▸ TASK ITEM: Which lines of the records below contain the word "derive"? Show each one.

(ENTRIES SHOWN begins)

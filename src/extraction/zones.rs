//! Zone grid and rectangle sampling
//!
//! Grid mode partitions the buffer into equal cells and assigns each
//! cell one dominant color from a per-cell quantized histogram, with a
//! bias against letting thin shadows win over lit content. Rectangle
//! mode averages a user-selected region instead.

use serde::{Deserialize, Serialize};
use tracing::debug;

use crate::buffer::{PixelBuffer, Rect, Rgba};
use crate::color::{luma, ColorSample, Rgb};
use crate::config::ZoneConfig;
use crate::constants::extraction::DEFAULT_ALPHA_THRESHOLD;
use crate::constants::zones::{
    DARK_LUMA_CUTOFF, DARK_ZONE_FRACTION, DEFAULT_COLS, DEFAULT_ROWS, MIN_REGION_EDGE,
    SHADOW_LUMA_FLOOR, ZONE_QUANT_STEP,
};
use crate::extraction::histogram::quantize;

/// One cell of the sampling grid with its dominant color
#[derive(Debug, Clone, PartialEq, Serialize, Deserialize)]
pub struct Zone {
    pub col: u32,
    pub row: u32,
    /// Short position label: TL/TM/TR/BL/BM/BR on the default 3x2 grid,
    /// `r{row}c{col}` on other grid shapes
    pub label: String,
    pub sample: ColorSample,
}

/// Grid-based dominant color sampler
#[derive(Debug, Clone)]
pub struct ZoneSampler {
    cols: u32,
    rows: u32,
}

impl Default for ZoneSampler {
    fn default() -> Self {
        Self::new()
    }
}

impl ZoneSampler {
    /// Create a sampler with the default 3x2 grid
    pub fn new() -> Self {
        Self {
            cols: DEFAULT_COLS,
            rows: DEFAULT_ROWS,
        }
    }

    /// Create a sampler with a custom grid shape
    pub fn with_grid(cols: u32, rows: u32) -> Self {
        Self { cols, rows }
    }

    /// Create a sampler from a configuration section
    pub fn from_config(config: &ZoneConfig) -> Self {
        Self::with_grid(config.cols, config.rows)
    }

    /// Partition the buffer into `cols x rows` cells and compute one
    /// dominant color per cell.
    ///
    /// Cell sizes are integer divisions of the buffer dimensions;
    /// trailing remainder pixels are dropped. Cells with no valid pixel
    /// yield no entry, so the result can be shorter than `cols * rows`
    /// (or empty for buffers smaller than the grid).
    pub fn sample_zones(&self, buffer: &PixelBuffer<'_>) -> Vec<Zone> {
        if self.cols == 0 || self.rows == 0 {
            return Vec::new();
        }
        let zone_w = buffer.width() / self.cols;
        let zone_h = buffer.height() / self.rows;
        if zone_w == 0 || zone_h == 0 {
            return Vec::new();
        }

        let mut zones = Vec::with_capacity((self.cols * self.rows) as usize);
        for row in 0..self.rows {
            for col in 0..self.cols {
                let rect = Rect::new(col * zone_w, row * zone_h, zone_w, zone_h);
                if let Some(rgb) = dominant_region_color(buffer.region_pixels(rect)) {
                    zones.push(Zone {
                        col,
                        row,
                        label: zone_label(col, row, self.cols, self.rows),
                        sample: ColorSample::from_rgb(rgb),
                    });
                }
            }
        }

        debug!(
            cols = self.cols,
            rows = self.rows,
            zones = zones.len(),
            "sampled zone grid"
        );
        zones
    }
}

/// Dominant color of a pixel run via a fine-grained quantized histogram.
///
/// Near-black buckets only win when the region is genuinely dark (at
/// least 60% near-black pixels) or nothing brighter exists; otherwise
/// the most frequent lit bucket is preferred so that shadows do not
/// swallow the cell.
fn dominant_region_color(pixels: impl Iterator<Item = Rgba>) -> Option<Rgb> {
    let mut bucket_index: std::collections::HashMap<Rgb, usize> = std::collections::HashMap::new();
    let mut buckets: Vec<(Rgb, u64)> = Vec::new();
    let mut total: u64 = 0;
    let mut dark: u64 = 0;

    for px in pixels {
        if px.a < DEFAULT_ALPHA_THRESHOLD {
            continue;
        }
        let q = quantize(Rgb::new(px.r, px.g, px.b), ZONE_QUANT_STEP);
        if luma(q) < DARK_LUMA_CUTOFF {
            dark += 1;
        }
        total += 1;
        match bucket_index.get(&q) {
            Some(&i) => buckets[i].1 += 1,
            None => {
                bucket_index.insert(q, buckets.len());
                buckets.push((q, 1));
            }
        }
    }

    if total == 0 {
        return None;
    }

    // Stable: equal counts keep first-seen order
    buckets.sort_by(|a, b| b.1.cmp(&a.1));

    let dark_fraction = dark as f64 / total as f64;
    if dark_fraction < DARK_ZONE_FRACTION {
        if let Some(&(rgb, _)) = buckets.iter().find(|(rgb, _)| luma(*rgb) >= SHADOW_LUMA_FLOOR) {
            return Some(rgb);
        }
    }

    // Region is genuinely dark, or nothing lit exists
    buckets.first().map(|&(rgb, _)| rgb)
}

/// Arithmetic mean color of a rectangular selection.
///
/// Pixels under the alpha threshold are excluded; the rectangle is
/// clipped to the buffer. Returns `None` for selections under 3x3
/// pixels (too small to be deliberate) or with no valid pixel.
pub fn sample_region_average(buffer: &PixelBuffer<'_>, rect: Rect) -> Option<ColorSample> {
    if rect.width < MIN_REGION_EDGE || rect.height < MIN_REGION_EDGE {
        return None;
    }

    let (mut r_sum, mut g_sum, mut b_sum) = (0u64, 0u64, 0u64);
    let mut count: u64 = 0;
    for px in buffer.region_pixels(rect) {
        if px.a < DEFAULT_ALPHA_THRESHOLD {
            continue;
        }
        r_sum += px.r as u64;
        g_sum += px.g as u64;
        b_sum += px.b as u64;
        count += 1;
    }

    if count == 0 {
        return None;
    }

    let mean = |sum: u64| (sum as f64 / count as f64).round() as u8;
    Some(ColorSample::from_rgb(Rgb::new(
        mean(r_sum),
        mean(g_sum),
        mean(b_sum),
    )))
}

/// Position label for a grid cell
fn zone_label(col: u32, row: u32, cols: u32, rows: u32) -> String {
    if cols == 3 && rows == 2 {
        const LABELS: [&str; 6] = ["TL", "TM", "TR", "BL", "BM", "BR"];
        LABELS[(row * 3 + col) as usize].to_string()
    } else {
        format!("r{}c{}", row, col)
    }
}

#[cfg(test)]
mod tests {
    use super::*;

    /// Buffer painted from per-pixel closures
    fn paint(width: u32, height: u32, f: impl Fn(u32, u32) -> [u8; 4]) -> Vec<u8> {
        let mut data = Vec::with_capacity((width * height * 4) as usize);
        for y in 0..height {
            for x in 0..width {
                data.extend_from_slice(&f(x, y));
            }
        }
        data
    }

    #[test]
    fn test_default_grid_labels() {
        // Six 2x2 cells, each a distinct flat color
        let cell_colors: [[u8; 4]; 6] = [
            [240, 0, 0, 255],
            [0, 240, 0, 255],
            [0, 0, 240, 255],
            [240, 240, 0, 255],
            [0, 240, 240, 255],
            [240, 0, 240, 255],
        ];
        let data = paint(6, 4, |x, y| {
            let cell = (y / 2) * 3 + x / 2;
            cell_colors[cell as usize]
        });
        let buffer = PixelBuffer::new(6, 4, &data).unwrap();

        let zones = ZoneSampler::new().sample_zones(&buffer);
        assert_eq!(zones.len(), 6);
        let labels: Vec<&str> = zones.iter().map(|z| z.label.as_str()).collect();
        assert_eq!(labels, ["TL", "TM", "TR", "BL", "BM", "BR"]);
        assert_eq!(zones[0].sample.rgb, Rgb::new(240, 0, 0));
        assert_eq!(zones[5].sample.rgb, Rgb::new(240, 0, 240));
        assert_eq!((zones[4].col, zones[4].row), (1, 1));
    }

    #[test]
    fn test_custom_grid_labels() {
        let data = paint(4, 4, |_, _| [100, 100, 100, 255]);
        let buffer = PixelBuffer::new(4, 4, &data).unwrap();

        let zones = ZoneSampler::with_grid(2, 2).sample_zones(&buffer);
        assert_eq!(zones.len(), 4);
        assert_eq!(zones[0].label, "r0c0");
        assert_eq!(zones[3].label, "r1c1");
    }

    #[test]
    fn test_buffer_smaller_than_grid() {
        let data = paint(2, 1, |_, _| [10, 10, 10, 255]);
        let buffer = PixelBuffer::new(2, 1, &data).unwrap();
        assert!(ZoneSampler::new().sample_zones(&buffer).is_empty());
    }

    #[test]
    fn test_transparent_cells_skipped() {
        // Left half opaque, right half fully transparent
        let data = paint(6, 4, |x, _| {
            if x < 3 {
                [50, 100, 150, 255]
            } else {
                [0, 0, 0, 0]
            }
        });
        let buffer = PixelBuffer::new(6, 4, &data).unwrap();

        let zones = ZoneSampler::new().sample_zones(&buffer);
        // TR and BR are fully transparent; TM/BM cells straddle the edge
        // but keep their opaque pixels
        assert!(zones.iter().all(|z| z.label != "TR" && z.label != "BR"));
        assert!(zones.iter().any(|z| z.label == "TL"));
    }

    #[test]
    fn test_shadow_plurality_does_not_win() {
        // Near-black is the most frequent bucket (5 of 9 pixels) but
        // stays under the 60% dark fraction, so the lit bucket wins
        let data = paint(9, 1, |x, _| {
            if x < 5 {
                [0, 0, 0, 255]
            } else {
                [0, 160, 0, 255]
            }
        });
        let buffer = PixelBuffer::new(9, 1, &data).unwrap();

        let rgb = dominant_region_color(buffer.pixels()).unwrap();
        assert_eq!(rgb, Rgb::new(0, 160, 0));
    }

    #[test]
    fn test_genuinely_dark_region_keeps_black() {
        // 70% near-black beats a lit minority
        let data = paint(10, 1, |x, _| {
            if x < 7 {
                [0, 0, 0, 255]
            } else {
                [0, 160, 0, 255]
            }
        });
        let buffer = PixelBuffer::new(10, 1, &data).unwrap();

        let rgb = dominant_region_color(buffer.pixels()).unwrap();
        assert_eq!(rgb, Rgb::new(0, 0, 0));
    }

    #[test]
    fn test_region_average_uniform() {
        let data = paint(8, 8, |_, _| [12, 34, 56, 255]);
        let buffer = PixelBuffer::new(8, 8, &data).unwrap();

        let sample = sample_region_average(&buffer, Rect::new(1, 1, 5, 5)).unwrap();
        assert_eq!(sample.rgb, Rgb::new(12, 34, 56));
        assert_eq!(sample.hex, "#0c2238");
    }

    #[test]
    fn test_region_average_mixes() {
        // Half white, half black selection averages to mid gray
        let data = paint(4, 4, |x, _| {
            if x < 2 {
                [255, 255, 255, 255]
            } else {
                [0, 0, 0, 255]
            }
        });
        let buffer = PixelBuffer::new(4, 4, &data).unwrap();

        let sample = sample_region_average(&buffer, Rect::new(0, 0, 4, 4)).unwrap();
        assert_eq!(sample.rgb, Rgb::new(128, 128, 128));
    }

    #[test]
    fn test_region_average_too_small() {
        let data = paint(8, 8, |_, _| [12, 34, 56, 255]);
        let buffer = PixelBuffer::new(8, 8, &data).unwrap();

        assert!(sample_region_average(&buffer, Rect::new(0, 0, 2, 5)).is_none());
        assert!(sample_region_average(&buffer, Rect::new(0, 0, 5, 2)).is_none());
    }

    #[test]
    fn test_region_average_no_valid_pixels() {
        let data = paint(8, 8, |_, _| [12, 34, 56, 0]);
        let buffer = PixelBuffer::new(8, 8, &data).unwrap();

        assert!(sample_region_average(&buffer, Rect::new(0, 0, 4, 4)).is_none());
        // Off-buffer selection clips to nothing
        assert!(sample_region_average(&buffer, Rect::new(20, 20, 4, 4)).is_none());
    }
}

(ENTRIES SHOWN ends)

▸ EXERCISE SOLUTION:
#[derive(Debug, Clone, PartialEq, Serialize, Deserialize)]
#[derive(Debug, Clone)]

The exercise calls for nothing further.